A Epopeia da Gestão do Talento e a Busca pela Felicidade Organizacional

Há mais de uma década, estava eu a trabalhar na área da empregabilidade com recém-licenciados numa prestigiada universidade portuguesa, e, certo dia, feliz, comuniquei a um finalista que tinha arranjado um estágio com enorme possibilidade de integração na empresa, com contrato de trabalho sem termo no fim do estágio, ao que ele respondeu, após um semblante entristecido: “ah, preferia não ter contratos. Não tem nada assim… freelancer? Preferia não me prender já…”

Para uma técnica e investigadora na área da precariedade e empregabilidade (também eu precária na altura), aquilo foi, no mínimo, estranho e surpreendente.

Já se falava de atração e retenção de talento e Employer Branding há muitos anos, mas parecia ‘coisa’ de outros futuros. De ‘Googles’ e ‘Microsofts’. No entanto, isto não é novo (mas às vezes parece!), porque a Epopeia começou há muito tempo. Epopeia: Poema épico e ‘ação grande estrelada por personagens de espírito heróico e detalhes sobrenaturais que são apreciados’. Então, nesta epopeia, quem são os heróis?

A Epopeia da gestão do talento ganha novos contornos. Em breve, haverá muitas empresas portuguesas a viver aquela situação que eu vivi há tantos anos e a achar estranho e surpreendente porque é que ninguém quer trabalhar lá.

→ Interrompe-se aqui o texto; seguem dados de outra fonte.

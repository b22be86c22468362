//! # MFRC522 Card Protocol Driver
//!
//! ISO 14443-A card detection on an MFRC522 reader. One detection cycle is
//! REQA (wake) → anticollision (read the 4-byte UID and its check byte) →
//! HLTA (park the card), re-entered from idle on every poll.
//!
//! Every exchange goes through [`Mfrc522::transceive`]: flush the FIFO, load
//! the outbound frame, start the transceive command, then poll the interrupt
//! register a bounded number of times.
//!
//! Protocol failures (no answer, wrong length, bad check byte, reader error
//! register set) are all "no card this cycle" to the caller; only the
//! variants differ so they can be logged.

use crate::bus::{BusError, RegisterBus};
use crate::CardUid;
use std::thread;
use std::time::Duration;
use thiserror::Error;
use tracing::{debug, trace};

/// Register addresses (6-bit)
pub mod registers {
    pub const COMMAND: u8 = 0x01;
    pub const COMM_IEN: u8 = 0x02;
    pub const COMM_IRQ: u8 = 0x04;
    pub const ERROR: u8 = 0x06;
    pub const FIFO_DATA: u8 = 0x09;
    pub const FIFO_LEVEL: u8 = 0x0A;
    pub const CONTROL: u8 = 0x0C;
    pub const BIT_FRAMING: u8 = 0x0D;
    pub const MODE: u8 = 0x11;
    pub const TX_CONTROL: u8 = 0x14;
    pub const TX_ASK: u8 = 0x15;
    pub const T_MODE: u8 = 0x2A;
    pub const T_PRESCALER: u8 = 0x2B;
    pub const T_RELOAD_H: u8 = 0x2C;
    pub const T_RELOAD_L: u8 = 0x2D;
    pub const VERSION: u8 = 0x37;
}

/// Reader (PCD) commands
pub mod pcd {
    pub const IDLE: u8 = 0x00;
    pub const TRANSCEIVE: u8 = 0x0C;
    pub const SOFT_RESET: u8 = 0x0F;
}

/// Card (PICC) commands
pub mod picc {
    pub const REQIDL: u8 = 0x26;
    pub const ANTICOLL_CL1: u8 = 0x93;
    pub const HALT: u8 = 0x50;
}

/// Interrupts enabled for a transceive: Tx, Rx, Idle, HiAlert, LoAlert, Err, Timer
const TRANSCEIVE_IRQ_EN: u8 = 0x77;
/// Rx or Idle ends the wait
const TRANSCEIVE_WAIT: u8 = 0x30;
const TIMER_IRQ: u8 = 0x01;
/// BufferOvfl | CollErr | ParityErr | ProtocolErr
const ERROR_MASK: u8 = 0x1B;
const START_SEND: u8 = 0x80;
const FLUSH_FIFO: u8 = 0x80;
/// Upper bound on bytes drained from the FIFO per exchange.
pub const FIFO_DRAIN_MAX: usize = 16;

#[derive(Error, Debug, Clone, PartialEq, Eq)]
pub enum CardError {
    /// The reader's timer expired with no answer
    #[error("no card answered")]
    NoCard,

    #[error("reader did not finish within the poll budget")]
    Timeout,

    #[error("unexpected response length: {bits} bits")]
    BadLength { bits: u16 },

    #[error("UID check byte mismatch")]
    Checksum,

    #[error("reader error register {error_reg:#04x}")]
    Protocol { error_reg: u8 },

    #[error(transparent)]
    Bus(#[from] BusError),
}

/// Bytes drained from the FIFO and the exact number of bits received.
#[derive(Debug, Clone, PartialEq, Eq)]
pub struct Response {
    pub data: heapless::Vec<u8, FIFO_DRAIN_MAX>,
    pub bits: u16,
}

/// Anything that can produce the UID of a card in the field.
pub trait CardReader {
    /// One complete detection cycle; the card is always parked afterwards.
    fn read_uid(&mut self) -> Result<CardUid, CardError>;
}

/// ISO 14443-A CRC (preset 0x6363), low byte first.
pub fn crc_a(data: &[u8]) -> [u8; 2] {
    let mut crc: u16 = 0x6363;
    for &byte in data {
        let mut ch = byte ^ (crc as u8);
        ch ^= ch << 4;
        let ch = u16::from(ch);
        crc = (crc >> 8) ^ (ch << 8) ^ (ch << 3) ^ (ch >> 4);
    }
    crc.to_le_bytes()
}

/// Validate a 5-byte anticollision answer: 4 UID bytes then their XOR.
pub fn verify_uid(frame: &[u8]) -> Result<CardUid, CardError> {
    let [a, b, c, d, bcc] = frame else {
        return Err(CardError::BadLength {
            bits: (frame.len() * 8) as u16,
        });
    };
    let uid = CardUid([*a, *b, *c, *d]);
    if uid.bcc() != *bcc {
        return Err(CardError::Checksum);
    }
    Ok(uid)
}

pub struct Mfrc522<B> {
    bus: B,
    poll_budget: u32,
}

impl<B: RegisterBus> Mfrc522<B> {
    /// `poll_budget` bounds the interrupt-register polls of one exchange.
    pub fn new(bus: B, poll_budget: u32) -> Self {
        Self {
            bus,
            poll_budget: poll_budget.max(1),
        }
    }

    pub fn bus(&self) -> &B {
        &self.bus
    }

    pub fn bus_mut(&mut self) -> &mut B {
        &mut self.bus
    }

    /// Soft reset, timer and modulation setup, antenna on.
    pub fn init(&mut self) -> Result<(), BusError> {
        self.bus.write_register(registers::COMMAND, pcd::SOFT_RESET)?;
        thread::sleep(Duration::from_millis(10));

        // Timer auto-start, ~25 ms timeout
        self.bus.write_register(registers::T_MODE, 0x8D)?;
        self.bus.write_register(registers::T_PRESCALER, 0x3E)?;
        self.bus.write_register(registers::T_RELOAD_L, 30)?;
        self.bus.write_register(registers::T_RELOAD_H, 0)?;
        // 100% ASK
        self.bus.write_register(registers::TX_ASK, 0x40)?;
        // CRC preset 0x6363
        self.bus.write_register(registers::MODE, 0x3D)?;
        self.antenna_on()
    }

    /// Chip version byte, a cheap link check.
    pub fn version(&mut self) -> Result<u8, BusError> {
        self.bus.read_register(registers::VERSION)
    }

    pub fn antenna_on(&mut self) -> Result<(), BusError> {
        let current = self.bus.read_register(registers::TX_CONTROL)?;
        if current & 0x03 != 0x03 {
            self.bus.write_register(registers::TX_CONTROL, current | 0x03)?;
        }
        Ok(())
    }

    pub fn antenna_off(&mut self) -> Result<(), BusError> {
        self.clear_bits(registers::TX_CONTROL, 0x03)
    }

    fn set_bits(&mut self, register: u8, mask: u8) -> Result<(), BusError> {
        let current = self.bus.read_register(register)?;
        self.bus.write_register(register, current | mask)
    }

    fn clear_bits(&mut self, register: u8, mask: u8) -> Result<(), BusError> {
        let current = self.bus.read_register(register)?;
        self.bus.write_register(register, current & !mask)
    }

    /// Send `frame` to the card and collect its answer.
    pub fn transceive(&mut self, frame: &[u8]) -> Result<Response, CardError> {
        self.bus
            .write_register(registers::COMM_IEN, TRANSCEIVE_IRQ_EN | 0x80)?;
        self.clear_bits(registers::COMM_IRQ, 0x80)?;
        self.set_bits(registers::FIFO_LEVEL, FLUSH_FIFO)?;
        self.bus.write_register(registers::COMMAND, pcd::IDLE)?;
        self.bus.write_burst(registers::FIFO_DATA, frame)?;
        self.bus.write_register(registers::COMMAND, pcd::TRANSCEIVE)?;
        self.set_bits(registers::BIT_FRAMING, START_SEND)?;

        let mut irq = 0;
        let mut remaining = self.poll_budget;
        while remaining > 0 {
            irq = self.bus.read_register(registers::COMM_IRQ)?;
            if irq & (TIMER_IRQ | TRANSCEIVE_WAIT) != 0 {
                break;
            }
            remaining -= 1;
        }
        self.clear_bits(registers::BIT_FRAMING, START_SEND)?;
        if remaining == 0 {
            return Err(CardError::Timeout);
        }

        let error_reg = self.bus.read_register(registers::ERROR)?;
        if error_reg & ERROR_MASK != 0 {
            return Err(CardError::Protocol { error_reg });
        }
        if irq & TRANSCEIVE_IRQ_EN & TIMER_IRQ != 0 {
            return Err(CardError::NoCard);
        }

        let level = self.bus.read_register(registers::FIFO_LEVEL)?;
        let last_bits = self.bus.read_register(registers::CONTROL)? & 0x07;
        let bits = if last_bits != 0 {
            u16::from(level.saturating_sub(1)) * 8 + u16::from(last_bits)
        } else {
            u16::from(level) * 8
        };

        let count = usize::from(level).clamp(1, FIFO_DRAIN_MAX);
        let mut buf = [0u8; FIFO_DRAIN_MAX];
        self.bus
            .read_burst(registers::FIFO_DATA, &mut buf[..count])?;
        let data = heapless::Vec::from_slice(&buf[..count]).unwrap_or_default();
        trace!(?frame, bits, "transceive complete");
        Ok(Response { data, bits })
    }

    /// REQA: wake an idle card. A present card answers with a 16-bit ATQA.
    pub fn request(&mut self) -> Result<[u8; 2], CardError> {
        self.bus.write_register(registers::BIT_FRAMING, 0x07)?;
        let response = self.transceive(&[picc::REQIDL])?;
        match response.data.as_slice() {
            [a, b, ..] if response.bits == 16 => Ok([*a, *b]),
            _ => Err(CardError::BadLength {
                bits: response.bits,
            }),
        }
    }

    /// Cascade level 1 anticollision: the UID plus its check byte.
    pub fn anticollision(&mut self) -> Result<CardUid, CardError> {
        self.bus.write_register(registers::BIT_FRAMING, 0x00)?;
        let response = self.transceive(&[picc::ANTICOLL_CL1, 0x20])?;
        if response.bits != 40 {
            return Err(CardError::BadLength {
                bits: response.bits,
            });
        }
        verify_uid(&response.data)
    }

    /// HLTA: park the selected card. Cards do not answer a halt, so the
    /// outcome is only logged.
    pub fn halt(&mut self) {
        let mut frame = [picc::HALT, 0x00, 0, 0];
        let crc = crc_a(&frame[..2]);
        frame[2..].copy_from_slice(&crc);
        if let Err(error) = self.transceive(&frame) {
            trace!(%error, "halt finished");
        }
    }
}

impl<B: RegisterBus> CardReader for Mfrc522<B> {
    fn read_uid(&mut self) -> Result<CardUid, CardError> {
        let result = self.request().and_then(|_| self.anticollision());
        self.halt();
        if let Err(error) = &result {
            if *error != CardError::NoCard {
                debug!(%error, "card read failed");
            }
        }
        result
    }
}
//! # Attendance Kiosk Core Library
//!
//! This library provides the drivers and the scheduling logic for an unattended
//! attendance kiosk: a DS3231 real-time clock on a bit-banged I2C bus, an MFRC522
//! contactless reader on SPI, and the attendance window state machine that turns
//! clock alarms and card taps into attendance events.
//!
//! ## Design Philosophy
//!
//! ### Degrade, never halt
//! Every bus, protocol and command failure is handled where it is detected:
//! - **Transport timeouts** latch a sticky [`bus::BusHealth`] fault and degrade
//!   the clock to its last-known reading
//! - **Protocol mismatches** count as "no card this cycle"
//! - **Malformed commands** are consumed and ignored
//!
//! A stuck bus therefore shows up as a frozen clock and reads that never
//! succeed, while the kiosk loop keeps running.
//!
//! ### Single consumer
//! The main loop is the only code that touches a bus. Interrupt-like sources
//! (alarm line, reader IRQ line, serial bytes) only raise flags or enqueue bytes,
//! see [`signal`].
//!
//! ## Core Types
//!
//! - [`TimeOfDay`]: an hour/minute/second triple; the value held by every alarm slot
//! - [`WallClock`]: a full calendar reading from the clock device
//! - [`CardUid`]: the 4-byte identity of a card

use chrono::{Datelike, NaiveDateTime, Timelike};
use serde::{Deserialize, Serialize};
use std::fmt;
use std::str::FromStr;
use thiserror::Error;

// Module declarations
pub mod bus;
pub mod command;
pub mod config;
pub mod ds3231;
pub mod kiosk;
pub mod mfrc522;
pub mod pipeline;
pub mod signal;
pub mod sim;
pub mod spi;
pub mod window;

/// A time-of-day with second resolution.
///
/// Field order matters: the derived `Ord` compares hour, then minute, then
/// second, which is the total ordering every schedule comparison relies on.
///
/// # Example
/// ```
/// use kiosk_lib::TimeOfDay;
///
/// let late: TimeOfDay = "09:05:00".parse().unwrap();
/// assert!(TimeOfDay::new(9, 4, 59).unwrap() < late);
/// assert!(TimeOfDay::new(10, 0, 0).unwrap() > late);
/// assert_eq!(late.to_string(), "09:05:00");
/// ```
#[derive(Clone, Copy, Debug, PartialEq, Eq, PartialOrd, Ord, Hash, Serialize, Deserialize)]
#[serde(try_from = "String", into = "String")]
pub struct TimeOfDay {
    pub hour: u8,
    pub minute: u8,
    pub second: u8,
}

/// Rejected time-of-day text or values.
#[derive(Error, Debug, Clone, PartialEq, Eq)]
pub enum TimeError {
    #[error("expected hh:mm:ss, got {0:?}")]
    Format(String),
    #[error("{hour:02}:{minute:02}:{second:02} is not a valid time of day")]
    Range { hour: u32, minute: u32, second: u32 },
}

impl TimeOfDay {
    pub fn new(hour: u8, minute: u8, second: u8) -> Result<Self, TimeError> {
        if hour > 23 || minute > 59 || second > 59 {
            return Err(TimeError::Range {
                hour: hour.into(),
                minute: minute.into(),
                second: second.into(),
            });
        }
        Ok(Self {
            hour,
            minute,
            second,
        })
    }

    /// `hh:mm`, the resolution used on the event line.
    pub fn hh_mm(self) -> String {
        format!("{:02}:{:02}", self.hour, self.minute)
    }
}

impl fmt::Display for TimeOfDay {
    fn fmt(&self, f: &mut fmt::Formatter<'_>) -> fmt::Result {
        write!(f, "{:02}:{:02}:{:02}", self.hour, self.minute, self.second)
    }
}

impl FromStr for TimeOfDay {
    type Err = TimeError;

    /// Exactly three colon-separated decimal fields; `9:5:0` is accepted,
    /// `9:5` and `09:05:00x` are not.
    fn from_str(s: &str) -> Result<Self, Self::Err> {
        let format_err = || TimeError::Format(s.to_string());
        let mut fields = s.trim().split(':').map(|field| {
            if field.is_empty() || !field.bytes().all(|b| b.is_ascii_digit()) {
                return Err(format_err());
            }
            field.parse::<u32>().map_err(|_| format_err())
        });

        let hour = fields.next().ok_or_else(format_err)??;
        let minute = fields.next().ok_or_else(format_err)??;
        let second = fields.next().ok_or_else(format_err)??;
        if fields.next().is_some() {
            return Err(format_err());
        }

        if hour > 23 || minute > 59 || second > 59 {
            return Err(TimeError::Range {
                hour,
                minute,
                second,
            });
        }
        Ok(Self {
            hour: hour as u8,
            minute: minute as u8,
            second: second as u8,
        })
    }
}

impl TryFrom<String> for TimeOfDay {
    type Error = TimeError;

    fn try_from(value: String) -> Result<Self, Self::Error> {
        value.parse()
    }
}

impl From<TimeOfDay> for String {
    fn from(value: TimeOfDay) -> Self {
        value.to_string()
    }
}

/// One reading of the clock device, already decoded from BCD.
///
/// Ranges: second/minute 0–59, hour 0–23, weekday 1–7, day 1–31,
/// month 1–12, two-digit year 0–99.
#[derive(Clone, Copy, Debug, PartialEq, Eq)]
pub struct WallClock {
    pub second: u8,
    pub minute: u8,
    pub hour: u8,
    pub weekday: u8,
    pub day: u8,
    pub month: u8,
    pub year: u8,
}

impl WallClock {
    pub fn time_of_day(&self) -> TimeOfDay {
        TimeOfDay {
            hour: self.hour,
            minute: self.minute,
            second: self.second,
        }
    }

    /// Same calendar date, different time of day.
    pub fn with_time(self, time: TimeOfDay) -> Self {
        Self {
            hour: time.hour,
            minute: time.minute,
            second: time.second,
            ..self
        }
    }

    pub fn is_valid(&self) -> bool {
        self.second <= 59
            && self.minute <= 59
            && self.hour <= 23
            && (1..=7).contains(&self.weekday)
            && (1..=31).contains(&self.day)
            && (1..=12).contains(&self.month)
            && self.year <= 99
    }
}

impl Default for WallClock {
    fn default() -> Self {
        Self {
            second: 0,
            minute: 0,
            hour: 0,
            weekday: 1,
            day: 1,
            month: 1,
            year: 0,
        }
    }
}

impl From<NaiveDateTime> for WallClock {
    fn from(dt: NaiveDateTime) -> Self {
        Self {
            second: dt.second() as u8,
            minute: dt.minute() as u8,
            hour: dt.hour() as u8,
            weekday: dt.weekday().number_from_monday() as u8,
            day: dt.day() as u8,
            month: dt.month() as u8,
            year: dt.year().rem_euclid(100) as u8,
        }
    }
}

/// The 4-byte identity of a contactless card.
///
/// Displayed and parsed as 8 uppercase hex digits, e.g. `1C436D06`.
#[derive(Clone, Copy, Debug, PartialEq, Eq, Hash, Serialize, Deserialize)]
#[serde(try_from = "String", into = "String")]
pub struct CardUid(pub [u8; 4]);

/// Rejected UID text.
#[derive(Error, Debug, Clone, PartialEq, Eq)]
#[error("card UID must be 8 hex digits, got {0:?}")]
pub struct UidParseError(pub String);

impl CardUid {
    /// Block check character: XOR of the four identity bytes.
    pub fn bcc(&self) -> u8 {
        self.0.iter().fold(0, |acc, b| acc ^ b)
    }
}

impl fmt::Display for CardUid {
    fn fmt(&self, f: &mut fmt::Formatter<'_>) -> fmt::Result {
        for byte in self.0 {
            write!(f, "{byte:02X}")?;
        }
        Ok(())
    }
}

impl FromStr for CardUid {
    type Err = UidParseError;

    fn from_str(s: &str) -> Result<Self, Self::Err> {
        let s = s.trim();
        if s.len() != 8 || !s.bytes().all(|b| b.is_ascii_hexdigit()) {
            return Err(UidParseError(s.to_string()));
        }
        let mut bytes = [0u8; 4];
        for (i, byte) in bytes.iter_mut().enumerate() {
            *byte = u8::from_str_radix(&s[i * 2..i * 2 + 2], 16)
                .map_err(|_| UidParseError(s.to_string()))?;
        }
        Ok(Self(bytes))
    }
}

impl TryFrom<String> for CardUid {
    type Error = UidParseError;

    fn try_from(value: String) -> Result<Self, Self::Error> {
        value.parse()
    }
}

impl From<CardUid> for String {
    fn from(value: CardUid) -> Self {
        value.to_string()
    }
}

Dantes, ouvíamos a expressão “vestir a camisola”. Os ‘patrões’ pediam isso. Agora, são muitos os colaboradores que vestem rapidamente a camisola, mas a questão já não é essa. É se a mantêm vestida. Daniel Pink irrita-se em diversos debates e TED Talks, com razão: já sabemos há mais de 40 anos que a motivação extrínseca não vai reter talento. E agora temos uma geração de trabalhadores que não vai aceitar trabalhar numa organização com um excelente package de benefícios mas sem felicidade organizacional, sem causas, sem responsabilidade social, sem autonomia, sem desafios, sem inovação.

A felicidade organizacional é um constructo científico que veio aglutinar várias temáticas já estudadas há décadas e que junta áreas tão diversas como a psicologia, a sociologia, a gestão, os recursos humanos, o marketing interno, entre outras.  E se, durante muitos anos, parte da felicidade organizacional esteve ligada ao vínculo, essa relação está a esmorecer, com a percentagem de freelancers a crescer em todo o mundo (por opção). Em 2016, 34% da força de trabalho americana, por exemplo, era freelancer e as previsões para 2020 estimam que serão 43%.

As 40h ou 35h terão de acabar para os trabalhadores do conhecimento – mas está difícil as empresas saírem do registo de trabalho=horas e passar para trabalho=resultados. É outra epopeia ser criativo e inovador quando se está “pregado” (daí a palavra emPREGO”) a uma secretária oito horas por dia, e regido por princípios que se aplicavam apenas ao trabalho manual e repetitivo.

Jeremy Rifkin opinou sobre o “Fim dos Empregos” no livro homónimo em 1995, o que não aconteceu. Mas são muitos os investigadores que previam que a fase do ‘emprego’ era, na realidade, uma espécie de bolha, ou seja, existiria enquanto as organizações precisassem de fixar trabalhadores e depois, deixaria de existir (pelo menos maioritariamente). Assim voltaríamos às formas de ‘comportamento produtivo humano’ que usamos desde sempre, lembrando que, como nos diz Stephane Kasriel, “em 1860, cerca de 80% da força laboral era auto-empregada/freelancer”.

A felicidade organizacional veio para ficar. Eu visto a camisola, mas se não for feliz aqui, vou despi-la facilmente. E o que é ser feliz no trabalho? A ciência há muito que dá a resposta: líderes transformacionais, reconhecimento da mestria, ambiente organizacional positivo, sentido de propósito. Todos sabemos que valorizamos as coisas que não têm preço, apesar de, por vezes, cairmos na ilusão de achar que o que é extrínseco é que pesa.

Refleti sobre isso na Teoria do Inemprego : um dos perfis é ‘abraçar o inemprego’ (Embracing anemployment), logo assumir e apropriar-se do novo modelo de trabalho e deixar os outros três perfis no passado. Com algum custo e desvantagens, claro, já que são muitos os colaboradores a saltar fora da “rat race”’, da “Wage Slavery”, das dinâmicas de poder e hierarquia. Um modelo de elevada felicidade organizacional, elevado empenho e mestria, e no qual facilmente os colaboradores vão começar a vestir várias camisolas! Afinal, está ‘in’ vestir umas por cima das outras, certo?